[Haskell-beginners] Wrapping random

Torsten Otto t-otto-news at gmx.de
Fri Nov 28 16:53:32 EST 2008


Hi all,

I teach a high school class in Computer Science. The current  
programming goal is to implement chat-bots, and we're using Haskell of  
course. Now one of my students had the seemingly easy idea of having  
the bot answer with a random sentence if it doesn't have "good" answer.
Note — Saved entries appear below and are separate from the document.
#![forbid(unsafe_code)]

//! Process-wide `tracing` setup for binaries embedding the runtime.
//!
//! Libraries in this workspace only emit events; installing a subscriber is
//! left to the host, which may call [`init_tracing`] or bring its own.

use serde::{Deserialize, Serialize};
use tracing_subscriber::EnvFilter;
use tracing_subscriber::layer::SubscriberExt;
use tracing_subscriber::util::SubscriberInitExt;

/// Takes precedence over [`LoggingConfig::filter`] when set.
pub const ENV_LOG_FILTER: &str = "SEGSYNC_LOG";

#[derive(Debug, Clone, PartialEq, Eq, Serialize, Deserialize)]
#[serde(default)]
pub struct LoggingConfig {
    /// `EnvFilter` directive, e.g. `info` or `segsync_runtime=debug`.
    pub filter: String,
    /// Emit one JSON object per event instead of compact text.
    pub json: bool,
}

impl Default for LoggingConfig {
    fn default() -> Self {
        Self {
            filter: String::from("info"),
            json: false,
        }
    }
}

impl LoggingConfig {
    /// Resolve the effective filter, falling back to `info` on a bad directive.
    #[must_use]
    pub fn env_filter(&self) -> EnvFilter {
        EnvFilter::try_from_env(ENV_LOG_FILTER)
            .or_else(|_| EnvFilter::try_new(&self.filter))
            .unwrap_or_else(|_| EnvFilter::new("info"))
    }
}

/// Install the global subscriber.
///
/// Returns `false` if a global subscriber was already installed; that is not
/// an error.
pub fn init_tracing(config: &LoggingConfig) -> bool {
    let filter = config.env_filter();
    let registry = tracing_subscriber::registry().with(filter);
    let installed = if config.json {
        registry
            .with(
                tracing_subscriber::fmt::layer()
                    .json()
                    .with_current_span(true)
                    .with_span_list(false),
            )
            .try_init()
    } else {
        registry
            .with(tracing_subscriber::fmt::layer().compact().with_target(true))
            .try_init()
    };
    installed.is_ok()
}
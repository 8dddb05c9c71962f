#![forbid(unsafe_code)]

//! Runtime configuration.
//!
//! Every tunable of the server driver lives in one [`SyncConfig`] that can be
//! loaded from TOML or JSON at startup. Missing tables and fields fall back
//! to their defaults.
//!
//! ```toml
//! [cache]
//! inactivity_timeout_ms = 300000
//!
//! [batch]
//! interval_ms = 3000
//! max_responses_per_pair = 0
//!
//! [transition]
//! move_ms = 400
//!
//! [logging]
//! filter = "segsync=debug"
//! json = true
//! ```

use std::path::Path;
use std::time::Duration;

use segsync_core::animation::TransitionConfig;
use serde::{Deserialize, Serialize};
use thiserror::Error;

use crate::logging::LoggingConfig;

/// Overrides [`BatchConfig::interval_ms`].
pub const ENV_BATCH_INTERVAL_MS: &str = "SEGSYNC_BATCH_INTERVAL_MS";
/// Overrides [`CacheConfig::inactivity_timeout_ms`].
pub const ENV_INACTIVITY_TIMEOUT_MS: &str = "SEGSYNC_INACTIVITY_TIMEOUT_MS";

// ---------------------------------------------------------------------------
// Sections
// ---------------------------------------------------------------------------

/// Visualization cache parameters.
#[derive(Debug, Clone, Copy, PartialEq, Eq, Serialize, Deserialize)]
#[serde(default)]
pub struct CacheConfig {
    /// A session with no access for this long is put to sleep.
    pub inactivity_timeout_ms: u64,
}

impl Default for CacheConfig {
    fn default() -> Self {
        Self {
            inactivity_timeout_ms: 300_000,
        }
    }
}

impl CacheConfig {
    #[must_use]
    pub fn inactivity_timeout(&self) -> Duration {
        Duration::from_millis(self.inactivity_timeout_ms)
    }
}

/// Batch scheduler parameters.
#[derive(Debug, Clone, Copy, PartialEq, Eq, Serialize, Deserialize)]
#[serde(default)]
pub struct BatchConfig {
    pub interval_ms: u64,
    /// Per `(session, visualization)` queue cap; `0` means unbounded.
    pub max_responses_per_pair: usize,
}

impl Default for BatchConfig {
    fn default() -> Self {
        Self {
            interval_ms: 3_000,
            max_responses_per_pair: 0,
        }
    }
}

impl BatchConfig {
    #[must_use]
    pub fn interval(&self) -> Duration {
        Duration::from_millis(self.interval_ms)
    }
}

// ---------------------------------------------------------------------------
// SyncConfig
// ---------------------------------------------------------------------------

/// Top-level configuration for the server driver.
#[derive(Debug, Clone, PartialEq, Default, Serialize, Deserialize)]
#[serde(default)]
pub struct SyncConfig {
    pub cache: CacheConfig,
    pub batch: BatchConfig,
    /// Forwarded to viewers alongside snapshots.
    pub transition: TransitionConfig,
    pub logging: LoggingConfig,
}

impl SyncConfig {
    /// Load from a TOML string.
    pub fn from_toml_str(s: &str) -> Result<Self, ConfigError> {
        Ok(toml::from_str(s)?)
    }

    /// Load from a TOML file on disk.
    pub fn from_toml_file(path: impl AsRef<Path>) -> Result<Self, ConfigError> {
        let content = std::fs::read_to_string(path.as_ref())?;
        Self::from_toml_str(&content)
    }

    /// Load from a JSON string.
    pub fn from_json_str(s: &str) -> Result<Self, ConfigError> {
        Ok(serde_json::from_str(s)?)
    }

    /// Load from a JSON file on disk.
    pub fn from_json_file(path: impl AsRef<Path>) -> Result<Self, ConfigError> {
        let content = std::fs::read_to_string(path.as_ref())?;
        Self::from_json_str(&content)
    }

    /// Load a TOML file and reject it unless [`validate`](Self::validate)
    /// comes back clean.
    pub fn load_validated_toml(path: impl AsRef<Path>) -> Result<Self, ConfigError> {
        Self::from_toml_file(path)?.into_validated()
    }

    /// JSON counterpart of [`load_validated_toml`](Self::load_validated_toml).
    pub fn load_validated_json(path: impl AsRef<Path>) -> Result<Self, ConfigError> {
        Self::from_json_file(path)?.into_validated()
    }

    fn into_validated(self) -> Result<Self, ConfigError> {
        let errors = self.validate();
        if errors.is_empty() {
            Ok(self)
        } else {
            Err(ConfigError::Invalid(errors))
        }
    }

    /// Check every parameter; an empty list means the config is usable.
    #[must_use]
    pub fn validate(&self) -> Vec<String> {
        let mut errors = Vec::new();
        if self.cache.inactivity_timeout_ms == 0 {
            errors.push("cache.inactivity_timeout_ms must be > 0".to_string());
        }
        if self.batch.interval_ms == 0 {
            errors.push("batch.interval_ms must be > 0".to_string());
        }
        let t = &self.transition;
        for (name, value) in [
            ("disappear_ms", t.disappear_ms),
            ("move_ms", t.move_ms),
            ("image_change_ms", t.image_change_ms),
            ("appear_ms", t.appear_ms),
        ] {
            if value == 0 {
                errors.push(format!("transition.{name} must be > 0"));
            }
        }
        if self.logging.filter.trim().is_empty() {
            errors.push("logging.filter must not be empty".to_string());
        }
        errors
    }

    /// Apply `SEGSYNC_*` overrides from the process environment.
    #[must_use]
    pub fn with_env_overrides(self) -> Self {
        self.apply_env_overrides_from(|key| std::env::var(key).ok())
    }

    /// Apply overrides read through `lookup`. Unparseable values are ignored
    /// with a warning.
    #[must_use]
    pub fn apply_env_overrides_from(mut self, lookup: impl Fn(&str) -> Option<String>) -> Self {
        if let Some(ms) = parse_override(&lookup, ENV_BATCH_INTERVAL_MS) {
            self.batch.interval_ms = ms;
        }
        if let Some(ms) = parse_override(&lookup, ENV_INACTIVITY_TIMEOUT_MS) {
            self.cache.inactivity_timeout_ms = ms;
        }
        self
    }
}

fn parse_override(lookup: &impl Fn(&str) -> Option<String>, key: &str) -> Option<u64> {
    let raw = lookup(key)?;
    match raw.trim().parse() {
        Ok(v) => Some(v),
        Err(error) => {
            tracing::warn!(key, value = %raw, %error, "ignoring unparseable override");
            None
        }
    }
}

/// Failure to load a [`SyncConfig`].
#[derive(Debug, Error)]
pub enum ConfigError {
    #[error("I/O error: {0}")]
    Io(#[from] std::io::Error),

    #[error("TOML parse error: {0}")]
    Toml(#[from] toml::de::Error),

    #[error("JSON parse error: {0}")]
    Json(#[from] serde_json::Error),

    #[error("validation errors: {}", .0.join("; "))]
    Invalid(Vec<String>),
}
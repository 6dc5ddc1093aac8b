//! Plumbing shared by the generation stages: admission checks, provider
//! deadlines and the write-then-record step, which runs off the async
//! workers.

use std::future::Future;
use std::sync::Arc;
use std::time::Duration;

use serde::Serialize;
use serde_json::json;
use tokio::time::timeout;

use super::artifacts::{ArtifactRef, ArtifactStore, unique_file_name};
use super::error::StageError;
use super::keyed_lock::KeyedLocks;
use super::ledger::{AttemptLedger, StageArtifact};
use super::quota::QuotaConfig;
use super::record::{AttemptRecord, CreativeKey, Stage};
use crate::ui::prelude::{Level, emit};

/// Collaborators every stage is constructed with.
#[derive(Clone)]
pub struct StageDeps {
    pub ledger: Arc<AttemptLedger>,
    pub artifacts: Arc<ArtifactStore>,
    pub locks: Arc<KeyedLocks>,
    pub quota: QuotaConfig,
}

/// A stored, recorded stage result.
#[derive(Debug, Clone, Serialize)]
#[serde(rename_all = "camelCase")]
pub struct GeneratedArtifact {
    pub stage: Stage,
    pub reference: ArtifactRef,
    pub url: String,
    #[serde(skip)]
    pub record: AttemptRecord,
}

impl StageDeps {
    pub fn new(ledger: Arc<AttemptLedger>, artifacts: Arc<ArtifactStore>, quota: QuotaConfig) -> Self {
        Self {
            ledger,
            artifacts,
            locks: Arc::new(KeyedLocks::new()),
            quota,
        }
    }

    /// Rejects final records and exhausted stages before any external call.
    pub(crate) fn admit(&self, stage: Stage, record: &AttemptRecord) -> Result<(), StageError> {
        if record.is_final {
            return Err(StageError::AlreadyFinalized {
                campaign: record.campaign.clone(),
            });
        }
        if !self.quota.allows(stage, &record.stage_counts) {
            let max = self.quota.max_for(stage).unwrap_or_default();
            emit(
                Level::Warn,
                "creative.quota.exceeded",
                &format!(
                    "{} limit of {} reached for {}/{}",
                    stage, max, record.subject, record.campaign
                ),
                None,
            );
            return Err(StageError::QuotaExceeded {
                stage,
                used: record.stage_counts.get(stage),
                max,
            });
        }
        Ok(())
    }

    /// Writes provider output and records it. The counter only moves once
    /// both the file and the ledger row are persisted. Runs on the blocking
    /// pool and completes even if the caller stops waiting.
    pub(crate) async fn persist(
        &self,
        key: &CreativeKey,
        record_as: impl for<'a> Fn(&'a str) -> StageArtifact<'a> + Send + 'static,
        prompt: &str,
        prefix: &str,
        extension: &str,
        bytes: Vec<u8>,
    ) -> Result<GeneratedArtifact, StageError> {
        let deps = self.clone();
        let key = key.clone();
        let prompt = prompt.to_string();
        let file_name = unique_file_name(prefix, extension);
        blocking(move || deps.write_and_record(&key, record_as, &prompt, &file_name, &bytes)).await
    }

    fn write_and_record(
        &self,
        key: &CreativeKey,
        record_as: impl for<'a> Fn(&'a str) -> StageArtifact<'a>,
        prompt: &str,
        file_name: &str,
        bytes: &[u8],
    ) -> Result<GeneratedArtifact, StageError> {
        let stage = record_as("").stage();
        let reference = self
            .artifacts
            .put(stage, key, file_name, bytes)
            .map_err(|e| {
                StageError::storage(
                    format!(
                        "{stage} was generated but could not be written ({e}); the result is lost and unrecorded"
                    ),
                    None,
                )
            })?;

        let record = self
            .ledger
            .record_stage_success(
                key,
                record_as(reference.as_str()),
                prompt,
                self.quota.max_for(stage),
            )
            .map_err(|err| self.unrecorded(stage, &reference, err))?;

        emit(
            Level::Success,
            &format!("creative.{stage}.stored"),
            &format!("Stored {} for {} at {}", stage, key, reference),
            Some(json!({
                "reference": reference.as_str(),
                "attempts": record.stage_counts.get(stage),
            })),
        );

        Ok(GeneratedArtifact {
            stage,
            url: self.artifacts.public_url(&reference),
            reference,
            record,
        })
    }

    /// Maps a failed ledger update for an artifact already on disk.
    ///
    /// Rejections (quota, finalized) remove the artifact. Anything else
    /// leaves it orphaned and reports the path for reconciliation.
    pub(crate) fn unrecorded(
        &self,
        stage: Stage,
        reference: &ArtifactRef,
        err: super::ledger::LedgerError,
    ) -> StageError {
        let mapped = StageError::from_ledger(err, self.artifacts.resolve(reference.as_str()).ok());
        match &mapped {
            StageError::Storage { orphaned, .. } => {
                emit(
                    Level::Warn,
                    "creative.ledger.orphan",
                    &format!(
                        "{} artifact {} exists on disk but is not recorded: {}",
                        stage, reference, mapped
                    ),
                    Some(json!({
                        "stage": stage,
                        "orphaned": orphaned.as_ref().map(|p| p.display().to_string()),
                    })),
                );
            }
            _ => {
                if let Err(e) = self.artifacts.remove(reference) {
                    emit(
                        Level::Warn,
                        "creative.artifact.cleanup",
                        &format!("Failed to remove rejected artifact {}: {}", reference, e),
                        None,
                    );
                }
            }
        }
        mapped
    }
}

/// Runs a provider call under a deadline, mapping every failure to
/// [`StageError::Provider`].
pub(crate) async fn call_provider<T, F>(
    provider: &'static str,
    limit: Duration,
    call: F,
) -> Result<T, StageError>
where
    F: Future<Output = anyhow::Result<T>>,
{
    match timeout(limit, call).await {
        Ok(Ok(value)) => Ok(value),
        Ok(Err(err)) => Err(StageError::Provider {
            provider,
            message: format!("{err:#}"),
        }),
        Err(_) => Err(StageError::Provider {
            provider,
            message: format!("no response within {}s", limit.as_secs()),
        }),
    }
}

/// Runs filesystem and ledger work on tokio's blocking pool.
pub(crate) async fn blocking<T, F>(work: F) -> Result<T, StageError>
where
    F: FnOnce() -> Result<T, StageError> + Send + 'static,
    T: Send + 'static,
{
    tokio::task::spawn_blocking(work)
        .await
        .map_err(|e| StageError::storage(format!("storage task did not complete: {e}"), None))?
}

pub(crate) fn require_text(field: &str, value: &str) -> Result<(), StageError> {
    if value.trim().is_empty() {
        return Err(StageError::Validation(format!("{field} is required")));
    }
    Ok(())
}

pub mod common;
pub mod creative;
pub mod ui;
Random in Haskell has its problems. I understand why you can't just  
call a function as you would in Java. I'm not firm enough with monads  
myself (and certainly don't want to go there in the class beyond I/O)  
so I'm calling for help here: Is there a way to wrap the generation of  
random numbers so that for the students it works like a function?

We have this working:

 > import System.Random

 > main =
 >   do randomNumber <- randomRIO (1::Int,2)
 >      print (randomAnswer randomNumber)

 > randomAnswer r
 >	| (r == 1) = "Nope!"
 >	| (r == 2) = "Absolutely!"
 >   | otherwise = "Error!"

Now, how can we use it for something like this:

 >findAnswer [] = "h"
 >findAnswer (x:xs)
 >	| (z == "unknown") = findAnswer xs
 >	| otherwise = z
 >   where z = findWord x lexikon

where instead of getting "h" we'd like to call a function that would  
give us one of the strings out of randomAnswer.
(findAnswer looks through a list [(keyword,response)].

I've looked at realworldhaskell and the wikibook among other sources,  
but I can't manage to piece anything useful together. How do I manage  
to get something of type IO to represent itself as a String?

Any help would be greatly appreciated.